- **DATA FOR THIS TASK**
Content starts

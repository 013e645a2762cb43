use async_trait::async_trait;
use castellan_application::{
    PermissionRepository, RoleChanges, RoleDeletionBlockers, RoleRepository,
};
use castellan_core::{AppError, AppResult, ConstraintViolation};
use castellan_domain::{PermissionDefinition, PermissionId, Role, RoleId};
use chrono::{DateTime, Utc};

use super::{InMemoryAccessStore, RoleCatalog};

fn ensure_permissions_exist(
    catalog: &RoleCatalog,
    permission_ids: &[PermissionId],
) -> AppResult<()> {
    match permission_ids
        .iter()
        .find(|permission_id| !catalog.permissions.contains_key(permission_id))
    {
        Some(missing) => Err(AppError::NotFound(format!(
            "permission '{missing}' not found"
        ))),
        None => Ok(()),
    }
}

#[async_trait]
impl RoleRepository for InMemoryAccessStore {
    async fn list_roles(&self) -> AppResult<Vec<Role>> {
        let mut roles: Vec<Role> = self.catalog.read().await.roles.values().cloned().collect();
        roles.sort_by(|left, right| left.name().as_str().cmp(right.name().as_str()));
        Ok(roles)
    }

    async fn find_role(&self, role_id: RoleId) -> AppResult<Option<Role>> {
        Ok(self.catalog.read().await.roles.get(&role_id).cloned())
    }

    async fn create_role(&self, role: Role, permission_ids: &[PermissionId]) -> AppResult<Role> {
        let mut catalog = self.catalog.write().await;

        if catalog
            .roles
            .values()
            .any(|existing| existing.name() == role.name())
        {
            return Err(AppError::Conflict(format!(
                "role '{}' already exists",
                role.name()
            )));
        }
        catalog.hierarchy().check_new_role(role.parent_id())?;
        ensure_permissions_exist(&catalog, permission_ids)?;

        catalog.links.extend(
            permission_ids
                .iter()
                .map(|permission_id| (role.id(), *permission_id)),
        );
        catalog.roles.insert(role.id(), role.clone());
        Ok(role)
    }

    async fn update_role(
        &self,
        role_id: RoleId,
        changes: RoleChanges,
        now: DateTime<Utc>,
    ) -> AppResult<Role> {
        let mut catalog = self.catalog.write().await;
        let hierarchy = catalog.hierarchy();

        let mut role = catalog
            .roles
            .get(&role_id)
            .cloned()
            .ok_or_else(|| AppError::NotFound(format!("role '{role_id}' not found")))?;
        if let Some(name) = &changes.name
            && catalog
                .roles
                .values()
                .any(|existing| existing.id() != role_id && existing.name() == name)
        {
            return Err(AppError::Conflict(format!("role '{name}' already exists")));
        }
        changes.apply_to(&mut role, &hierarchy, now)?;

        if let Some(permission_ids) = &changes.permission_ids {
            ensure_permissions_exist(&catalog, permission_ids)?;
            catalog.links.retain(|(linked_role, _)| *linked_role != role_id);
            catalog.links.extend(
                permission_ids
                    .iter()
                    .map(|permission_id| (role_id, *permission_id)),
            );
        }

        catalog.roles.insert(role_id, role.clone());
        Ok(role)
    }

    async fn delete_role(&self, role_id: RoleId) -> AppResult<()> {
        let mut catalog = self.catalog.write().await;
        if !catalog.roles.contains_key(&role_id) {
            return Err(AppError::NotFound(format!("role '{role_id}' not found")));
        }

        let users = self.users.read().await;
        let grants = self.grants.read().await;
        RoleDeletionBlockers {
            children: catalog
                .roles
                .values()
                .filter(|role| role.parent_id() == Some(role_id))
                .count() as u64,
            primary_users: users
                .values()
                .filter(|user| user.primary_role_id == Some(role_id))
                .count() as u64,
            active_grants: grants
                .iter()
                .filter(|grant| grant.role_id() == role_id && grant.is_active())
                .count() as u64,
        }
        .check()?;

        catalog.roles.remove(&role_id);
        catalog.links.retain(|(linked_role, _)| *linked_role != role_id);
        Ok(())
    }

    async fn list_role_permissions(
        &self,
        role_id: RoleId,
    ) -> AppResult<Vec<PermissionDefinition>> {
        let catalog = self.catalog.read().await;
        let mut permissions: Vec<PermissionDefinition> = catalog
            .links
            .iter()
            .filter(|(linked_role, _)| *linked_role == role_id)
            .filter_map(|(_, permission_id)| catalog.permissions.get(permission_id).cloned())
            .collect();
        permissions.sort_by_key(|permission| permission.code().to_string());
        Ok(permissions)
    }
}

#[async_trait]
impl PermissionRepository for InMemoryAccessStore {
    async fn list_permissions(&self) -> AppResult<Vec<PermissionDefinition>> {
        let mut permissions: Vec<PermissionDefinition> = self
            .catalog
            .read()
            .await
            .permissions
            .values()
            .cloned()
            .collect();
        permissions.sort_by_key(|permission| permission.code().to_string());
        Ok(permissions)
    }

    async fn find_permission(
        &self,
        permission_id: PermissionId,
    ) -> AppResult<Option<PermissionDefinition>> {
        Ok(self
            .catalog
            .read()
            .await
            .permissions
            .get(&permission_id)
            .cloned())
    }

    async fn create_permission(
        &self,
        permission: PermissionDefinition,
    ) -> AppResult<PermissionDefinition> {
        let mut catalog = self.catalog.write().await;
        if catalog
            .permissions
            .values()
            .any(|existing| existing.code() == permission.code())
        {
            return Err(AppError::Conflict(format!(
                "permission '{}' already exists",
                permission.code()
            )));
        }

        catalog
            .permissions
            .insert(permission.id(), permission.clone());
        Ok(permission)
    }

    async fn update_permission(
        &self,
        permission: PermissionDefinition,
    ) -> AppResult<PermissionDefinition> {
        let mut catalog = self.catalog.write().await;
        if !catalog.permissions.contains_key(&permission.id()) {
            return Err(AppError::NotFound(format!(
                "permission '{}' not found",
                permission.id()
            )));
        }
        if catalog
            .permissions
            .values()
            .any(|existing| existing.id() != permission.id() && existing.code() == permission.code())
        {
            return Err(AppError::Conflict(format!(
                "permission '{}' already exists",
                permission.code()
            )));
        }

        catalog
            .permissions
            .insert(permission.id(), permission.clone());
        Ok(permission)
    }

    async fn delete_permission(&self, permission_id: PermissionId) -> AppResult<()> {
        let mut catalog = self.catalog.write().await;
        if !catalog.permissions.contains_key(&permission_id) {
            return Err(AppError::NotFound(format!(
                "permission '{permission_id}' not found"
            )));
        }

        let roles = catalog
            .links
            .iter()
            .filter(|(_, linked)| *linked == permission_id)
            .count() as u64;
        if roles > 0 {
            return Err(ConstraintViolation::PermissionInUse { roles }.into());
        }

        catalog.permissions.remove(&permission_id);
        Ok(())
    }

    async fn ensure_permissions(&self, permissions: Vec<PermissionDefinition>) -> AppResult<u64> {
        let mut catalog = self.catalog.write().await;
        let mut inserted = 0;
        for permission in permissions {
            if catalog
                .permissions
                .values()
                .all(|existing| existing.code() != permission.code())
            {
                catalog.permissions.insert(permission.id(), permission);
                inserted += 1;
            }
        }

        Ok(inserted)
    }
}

Content ends

- **EXERCISE OBJECTIVE**
Repeat the entries above exactly, leaving nothing out.

- **ANSWER BOX**
repository 013e645a2762cb43
use async_trait::async_trait;
use castellan_application::{
    PermissionRepository, RoleChanges, RoleDeletionBlockers, RoleRepository,
};
use castellan_core::{AppError, AppResult, ConstraintViolation};
use castellan_domain::{PermissionDefinition, PermissionId, Role, RoleId};
use chrono::{DateTime, Utc};

use super::{InMemoryAccessStore, RoleCatalog};

fn ensure_permissions_exist(
    catalog: &RoleCatalog,
    permission_ids: &[PermissionId],
) -> AppResult<()> {
    match permission_ids
        .iter()
        .find(|permission_id| !catalog.permissions.contains_key(permission_id))
    {
        Some(missing) => Err(AppError::NotFound(format!(
            "permission '{missing}' not found"
        ))),
        None => Ok(()),
    }
}

#[async_trait]
impl RoleRepository for InMemoryAccessStore {
    async fn list_roles(&self) -> AppResult<Vec<Role>> {
        let mut roles: Vec<Role> = self.catalog.read().await.roles.values().cloned().collect();
        roles.sort_by(|left, right| left.name().as_str().cmp(right.name().as_str()));
        Ok(roles)
    }

    async fn find_role(&self, role_id: RoleId) -> AppResult<Option<Role>> {
        Ok(self.catalog.read().await.roles.get(&role_id).cloned())
    }

    async fn create_role(&self, role: Role, permission_ids: &[PermissionId]) -> AppResult<Role> {
        let mut catalog = self.catalog.write().await;

        if catalog
            .roles
            .values()
            .any(|existing| existing.name() == role.name())
        {
            return Err(AppError::Conflict(format!(
                "role '{}' already exists",
                role.name()
            )));
        }
        catalog.hierarchy().check_new_role(role.parent_id())?;
        ensure_permissions_exist(&catalog, permission_ids)?;

        catalog.links.extend(
            permission_ids
                .iter()
                .map(|permission_id| (role.id(), *permission_id)),
        );
        catalog.roles.insert(role.id(), role.clone());
        Ok(role)
    }

    async fn update_role(
        &self,
        role_id: RoleId,
        changes: RoleChanges,
        now: DateTime<Utc>,
    ) -> AppResult<Role> {
        let mut catalog = self.catalog.write().await;
        let hierarchy = catalog.hierarchy();

        let mut role = catalog
            .roles
            .get(&role_id)
            .cloned()
            .ok_or_else(|| AppError::NotFound(format!("role '{role_id}' not found")))?;
        if let Some(name) = &changes.name
            && catalog
                .roles
                .values()
                .any(|existing| existing.id() != role_id && existing.name() == name)
        {
            return Err(AppError::Conflict(format!("role '{name}' already exists")));
        }
        changes.apply_to(&mut role, &hierarchy, now)?;

        if let Some(permission_ids) = &changes.permission_ids {
            ensure_permissions_exist(&catalog, permission_ids)?;
            catalog.links.retain(|(linked_role, _)| *linked_role != role_id);
            catalog.links.extend(
                permission_ids
                    .iter()
                    .map(|permission_id| (role_id, *permission_id)),
            );
        }

        catalog.roles.insert(role_id, role.clone());
        Ok(role)
    }

    async fn delete_role(&self, role_id: RoleId) -> AppResult<()> {
        let mut catalog = self.catalog.write().await;
        if !catalog.roles.contains_key(&role_id) {
            return Err(AppError::NotFound(format!("role '{role_id}' not found")));
        }

        let users = self.users.read().await;
        let grants = self.grants.read().await;
        RoleDeletionBlockers {
            children: catalog
                .roles
                .values()
                .filter(|role| role.parent_id() == Some(role_id))
                .count() as u64,
            primary_users: users
                .values()
                .filter(|user| user.primary_role_id == Some(role_id))
                .count() as u64,
            active_grants: grants
                .iter()
                .filter(|grant| grant.role_id() == role_id && grant.is_active())
                .count() as u64,
        }
        .check()?;

        catalog.roles.remove(&role_id);
        catalog.links.retain(|(linked_role, _)| *linked_role != role_id);
        Ok(())
    }

    async fn list_role_permissions(
        &self,
        role_id: RoleId,
    ) -> AppResult<Vec<PermissionDefinition>> {
        let catalog = self.catalog.read().await;
        let mut permissions: Vec<PermissionDefinition> = catalog
            .links
            .iter()
            .filter(|(linked_role, _)| *linked_role == role_id)
            .filter_map(|(_, permission_id)| catalog.permissions.get(permission_id).cloned())
            .collect();
        permissions.sort_by_key(|permission| permission.code().to_string());
        Ok(permissions)
    }
}

#[async_trait]
impl PermissionRepository for InMemoryAccessStore {
    async fn list_permissions(&self) -> AppResult<Vec<PermissionDefinition>> {
        let mut permissions: Vec<PermissionDefinition> = self
            .catalog
            .read()
            .await
            .permissions
            .values()
            .cloned()
            .collect();
        permissions.sort_by_key(|permission| permission.code().to_string());
        Ok(permissions)
    }

    async fn find_permission(
        &self,
        permission_id: PermissionId,
    ) -> AppResult<Option<PermissionDefinition>> {
        Ok(self
            .catalog
            .read()
            .await
            .permissions
            .get(&permission_id)
            .cloned())
    }

    async fn create_permission(
        &self,
        permission: PermissionDefinition,
    ) -> AppResult<PermissionDefinition> {
        let mut catalog = self.catalog.write().await;
        if catalog
            .permissions
            .values()
            .any(|existing| existing.code() == permission.code())
        {
            return Err(AppError::Conflict(format!(
                "permission '{}' already exists",
                permission.code()
            )));
        }

        catalog
            .permissions
            .insert(permission.id(), permission.clone());
        Ok(permission)
    }

    async fn update_permission(
        &self,
        permission: PermissionDefinition,
    ) -> AppResult<PermissionDefinition> {
        let mut catalog = self.catalog.write().await;
        if !catalog.permissions.contains_key(&permission.id()) {
            return Err(AppError::NotFound(format!(
                "permission '{}' not found",
                permission.id()
            )));
        }
        if catalog
            .permissions
            .values()
            .any(|existing| existing.id() != permission.id() && existing.code() == permission.code())
        {
            return Err(AppError::Conflict(format!(
                "permission '{}' already exists",
                permission.code()
            )));
        }

        catalog
            .permissions
            .insert(permission.id(), permission.clone());
        Ok(permission)
    }

    async fn delete_permission(&self, permission_id: PermissionId) -> AppResult<()> {
        let mut catalog = self.catalog.write().await;
        if !catalog.permissions.contains_key(&permission_id) {
            return Err(AppError::NotFound(format!(
                "permission '{permission_id}' not found"
            )));
        }

        let roles = catalog
            .links
            .iter()
            .filter(|(_, linked)| *linked == permission_id)
            .count() as u64;
        if roles > 0 {
            return Err(ConstraintViolation::PermissionInUse { roles }.into());
        }

        catalog.permissions.remove(&permission_id);
        Ok(())
    }

    async fn ensure_permissions(&self, permissions: Vec<PermissionDefinition>) -> AppResult<u64> {
        let mut catalog = self.catalog.write().await;
        let mut inserted = 0;
        for permission in permissions {
            if catalog
                .permissions
                .values()
                .all(|existing| existing.code() != permission.code())
            {
                catalog.permissions.insert(permission.id(), permission);
                inserted += 1;
            }
        }

        Ok(inserted)
    }
}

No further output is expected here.